The lines marked 'UPDATE!' must be changed to relect the local environment. Windows users need to specify the disk, i.e.

       data_path = 'C:' + os.sep + os.path.join('Users','ronbonner','Data', 'SharedData'

In [18]:
data_path = os.sep + os.path.join('Users','ronbonner','Data', 'SharedData', 'Test')      # UPDATE!

print(data_path)

/Users/ronbonner/Data/SharedData/Test


In [46]:
# Read the peak file

peak_file = 'S_4 MeOH FA pks 0.2 percent_DiMeSA_m3_5-of-Na3 residual.txt'
peak_file_path = os.path.join(data_path, peak_file)

peaks, tic, base_peak_mass, base_peak_inten, has_RT = read_peak_list(peak_file_path)

rt_str = "has rt" if has_RT else ""

print(peak_file_path)
print(f'{len(peaks)}, peaks read.
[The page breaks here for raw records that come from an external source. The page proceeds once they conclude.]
pub mod cli;
pub mod data;
pub mod extract;
pub mod report;
pub mod stats;
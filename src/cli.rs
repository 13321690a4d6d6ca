use std::fs;
use std::path::PathBuf;

use anyhow::{Context, Result};
use clap::Parser;
use env_logger::Env;
use log::Level;

use crate::extract::extract;
use crate::report::{render, summarize};

#[derive(Parser)]
#[command(version, name = "search-perf")]
pub struct Cli {
    /// Benchmark log to summarize
    pub input: PathBuf,

    /// Write the report to this file instead of stdout
    #[arg(short, long)]
    pub output: Option<PathBuf>,

    /// Increase verbosity level (can be specified multiple times.) The first level sets level
    /// "info", second sets level "debug", and third sets level "trace" for the logger.
    #[arg(short, long, action = clap::ArgAction::Count)]
    pub verbose: u8,
}

pub fn handle_calls() -> Result<()> {
    let cli = Cli::parse();
    let logger_level = match cli.verbose {
        0 => Level::Warn,
        1 => Level::Info,
        2 => Level::Debug,
        _ => Level::Trace,
    };
    env_logger::Builder::from_env(Env::default().default_filter_or(logger_level.as_str())).init();

    let log_text = fs::read_to_string(&cli.input)
        .with_context(|| format!("Failed to read benchmark log '{}'", cli.input.display()))?;

    let tables = extract(&log_text)
        .with_context(|| format!("Failed to parse benchmark log '{}'", cli.input.display()))?;
    let summary = summarize(&tables)?;
    let report = render(&summary);

    match &cli.output {
        Some(path) => fs::write(path, report)
            .with_context(|| format!("Failed to write report to '{}'", path.display()))?,
        None => print!("{report}"),
    }

    Ok(())
}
TIC {tic:.1f}, base peak inten {base_peak_inten} {rt_str}')


/Users/ronbonner/Data/SharedData/Test/S_4 MeOH FA pks 0.2 percent_DiMeSA_m3_5-of-Na3 residual.txt
2896, peaks read. TIC 237581.0, base peak inten 42577.0 


In [47]:
# Read the target ion file

ion_file =  'DiMeSA_m3_5-of-Na3Ca2 pos.txt'   

ion_path = os.path.join(data_path, ion_file)

ions, target_conditions = read_ion_list(ion_path)

compounds_as_string = get_comp_adduct_summary(target_conditions)

print(ion_path)

print(f'{len(ions)} target ions read')

if target_conditions:
    print_target_conditions(ion_file, target_conditions)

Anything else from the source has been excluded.